И вдруг передо мной Мажарна; я увидел себя еще мальчишкой, как я бегу, бегу, сперва вдоль Гадерской долины, а дальше по Известковой или по Конскому долу и вдруг, господи, словно обеими дорогами сразу, будто я и вправду ужасно спешил или будто хотел обнять и одну и другую дорогу, потом иду все медленней, кажется, что у меня все еще свободны ладони, я сжимаю ими колени, чтобы мне легче было идти. Вдруг передо мной вырастает высокая седая скала, господи, ведь это Мажарна, я иду среди сталактитов, и чудится мне, что слышу знакомые голоса, окликает меня и эхо, чудится, что многие окликают меня... Господи, сколько же их окликают меня разом!
Мажарна! Дупна! Да, Дупна тоже скала. Когда-то в детстве была совсем рядом! И хотя не раз она мне казалась далекой, а теперь после стольких лет вроде должна бы приблизиться, она вдруг опять от меня отдалилась, и тропки уже не скачут друг за дружкой.

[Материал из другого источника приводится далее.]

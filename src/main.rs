//! Stashpoint - pluggable cache backends
//!
//! Command line access to a cache configured from the environment or a TOML
//! file. Handy for inspecting what an application left in its cache.

use std::path::PathBuf;

use anyhow::Context;
use clap::{Parser, Subcommand};
use serde_json::Value;
use tracing::info;
use tracing_subscriber::{layer::SubscriberExt, util::SubscriberInitExt};

use stashpoint::{Cache, CacheConfig, CacheDriver};

#[derive(Debug, Parser)]
#[command(name = "stashpoint", version, about = "Inspect and modify a configured cache")]
struct Cli {
    /// TOML configuration file; environment variables are used when omitted
    #[arg(short, long, global = true)]
    config: Option<PathBuf>,

    /// Override the configured primary driver
    #[arg(short, long, global = true)]
    driver: Option<CacheDriver>,

    #[command(subcommand)]
    command: Command,
}

#[derive(Debug, Subcommand)]
enum Command {
    /// Print the value stored under a key
    Get { key: String },
    /// Store a value; parsed as JSON, otherwise stored as a string
    Set {
        key: String,
        value: String,
        /// TTL in seconds, 0 = never expires
        #[arg(short, long)]
        ttl: Option<u64>,
    },
    /// Remove a key
    Delete { key: String },
    /// Remove every entry the backend manages
    Clean,
    /// Print backend statistics
    Info { kind: Option<String> },
    /// Print expiration details for a key
    Meta { key: String },
    /// Print the driver that was bound after fallback
    Driver,
}

#[tokio::main]
async fn main() -> anyhow::Result<()> {
    // Defaults to "info" level, can be overridden with RUST_LOG env var
    tracing_subscriber::registry()
        .with(
            tracing_subscriber::EnvFilter::try_from_default_env()
                .unwrap_or_else(|_| "stashpoint=info".into()),
        )
        .with(tracing_subscriber::fmt::layer().with_writer(std::io::stderr))
        .init();

    let cli = Cli::parse();

    let mut config = match &cli.config {
        Some(path) => CacheConfig::from_file(path)
            .with_context(|| format!("loading {}", path.display()))?,
        None => CacheConfig::from_env(),
    };
    if let Some(driver) = cli.driver {
        config.driver = driver;
    }
    info!(
        "Configuration loaded: driver={}, backup={:?}, key_prefix='{}', default_ttl={}s",
        config.driver, config.backup, config.key_prefix, config.default_ttl
    );

    let cache = Cache::open(&config).await;

    match cli.command {
        Command::Get { key } => print_json(cache.get(&key).await)?,
        Command::Set { key, value, ttl } => {
            let value = serde_json::from_str(&value).unwrap_or(Value::String(value));
            report(cache.save(&key, value, ttl).await, "set", &key)?;
        }
        Command::Delete { key } => report(cache.delete(&key).await, "delete", &key)?,
        Command::Clean => report(cache.clean().await, "clean", "cache")?,
        Command::Info { kind } => print_json(cache.cache_info(kind.as_deref()).await)?,
        Command::Meta { key } => print_json(cache.get_metadata(&key).await)?,
        Command::Driver => println!("{}", cache.driver()),
    }

    Ok(())
}

fn print_json<T: serde::Serialize>(value: Option<T>) -> anyhow::Result<()> {
    match value {
        Some(value) => println!("{}", serde_json::to_string_pretty(&value)?),
        None => anyhow::bail!("not found"),
    }
    Ok(())
}

fn report(ok: bool, action: &str, target: &str) -> anyhow::Result<()> {
    anyhow::ensure!(ok, "{action} failed for '{target}'");
    println!("{action}: {target}");
    Ok(())
}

Из Дяновой можно пройти в Грбу иль Градок, затем в деревню Борины, оттуда в Блатницу, через Кут, мимо Фолкушовой завернуть в Нецпалы, остановиться в долине у Яношиковой скалы только этот путь для меня слишком долог. Но все равно из Дяновой через Старины и Ласкар в Валентовую, вдоль той маленькой березовой рощицы, где когда-то бывали гулянки,— ведь нигде поблизости не встретишь березки; достаточно было услышать волынку или хотя бы одни цимбалы, как мне чудилось: из рощицы вприпрыжку бегут те самые девицы, что потеряли сапожки в росе-росице, вечно, вечно, но и чудесно выстаивают они в уголке и танцора ждут себе, нет-нет и шепнут что- то, зальются румянцем, а потом весело закачаются в танце...
Я знаю свой край. Долины и пригорки, лесные стежки- дорожки между деревнями. Домики и домишки, словно стайки белых цыплят.
Живи вправду и еще нынче младенец Иисус, он спустился бы или съехал зимой на салазках и еще краше выбелил бы каждую хатку, обвесил бы ее сосульками. Каждая хатенка звенела бы как цимбалы. А летом — лучше лета ничего нету — в Турце или над Турцем словно нарочно сломалась бы ось в небесном возу или телеге, чтоб если уж не человек, так хотя бы господь бог, именно наш турчанский господь бог— гопля прямо по Млечному Пути!— мог съехать на санях, на белой медовой акации и разукрасить, а днем и погладить дранку церквей, колоколен и даже обыкновенных хибарок, в которых дремлют-подремывают убогие сонливые очажки.
Я дома. Где-то на пригорке овчарня, где, точно не знаю, но она там непременно, овечки подремливают, колокольцы на шеях у них уже не звенят, но я их по-прежнему слышу, слышу даже, как овцы жуют.
Конец войне. Господи, война ведь уже давно кончилась. Никак, слезы у меня на глазах...
Я был и в родной деревушке, только там меня никто не узнал. Кое-кто, может, просто не захотел узнавать — подумал небось, останется вот такой калека в деревне и будет ходить по домам гостевать. Откуда им было известно, что я прирожденный пехотинец и по-прежнему еще могу быть на марше. Если и не иду куда, так, значит, мне туда неохота идти.